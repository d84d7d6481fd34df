// SPDX-License-Identifier: MPL-2.0
//! Glossary tooltips.
//!
//! The popup inverts the page surface (dark on light themes, light on dark
//! themes) so a definition reads as a separate layer over the question.

use crate::ui::design_tokens::{border, opacity, palette, radius, sizing, spacing, typography};
use iced::font::Weight;
use iced::widget::{container, tooltip, Column, Container, Text};
use iced::{Background, Border, Color, Element, Font, Length, Shadow, Theme, Vector};

/// Inverted card behind a glossary definition.
pub fn definition_card(theme: &Theme) -> container::Style {
    let page_is_dark = super::has_dark_background(theme);
    let (surface, ink) = if page_is_dark {
        (palette::GRAY_100, palette::GRAY_900)
    } else {
        (palette::GRAY_900, palette::GRAY_100)
    };

    container::Style {
        background: Some(Background::Color(Color {
            a: opacity::SURFACE,
            ..surface
        })),
        text_color: Some(ink),
        border: Border {
            color: Color {
                a: opacity::OVERLAY_SUBTLE,
                ..palette::GRAY_400
            },
            width: border::WIDTH_SM,
            radius: radius::SM.into(),
        },
        shadow: Shadow {
            color: Color {
                a: opacity::OVERLAY_MEDIUM,
                ..palette::BLACK
            },
            offset: Vector::new(0.0, spacing::XXS / 2.0),
            blur_radius: spacing::XS,
        },
        ..container::Style::default()
    }
}

/// Wraps `content` so hovering it shows the glossary `term` and its
/// `definition`.
pub fn term<'a, Message: 'a>(
    content: impl Into<Element<'a, Message>>,
    term: String,
    definition: String,
    position: tooltip::Position,
) -> tooltip::Tooltip<'a, Message, Theme, iced::Renderer> {
    let bold = Font {
        weight: Weight::Bold,
        ..Font::default()
    };
    let card = Container::new(
        Column::new()
            .spacing(spacing::XXS)
            .push(Text::new(term).size(typography::BODY_SM).font(bold))
            .push(Text::new(definition).size(typography::BODY_SM)),
    )
    .padding(spacing::XS)
    .width(Length::Shrink)
    .max_width(sizing::TOOLTIP_MAX_WIDTH)
    .style(definition_card);

    tooltip(content, card, position).gap(spacing::XS)
}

---+---

▶ **WORK REQUEST**: Your reply should consist solely of the number of lines above that contain the word "spacing".

▶ **RESPONSE FOR THIS EXERCISE**: 6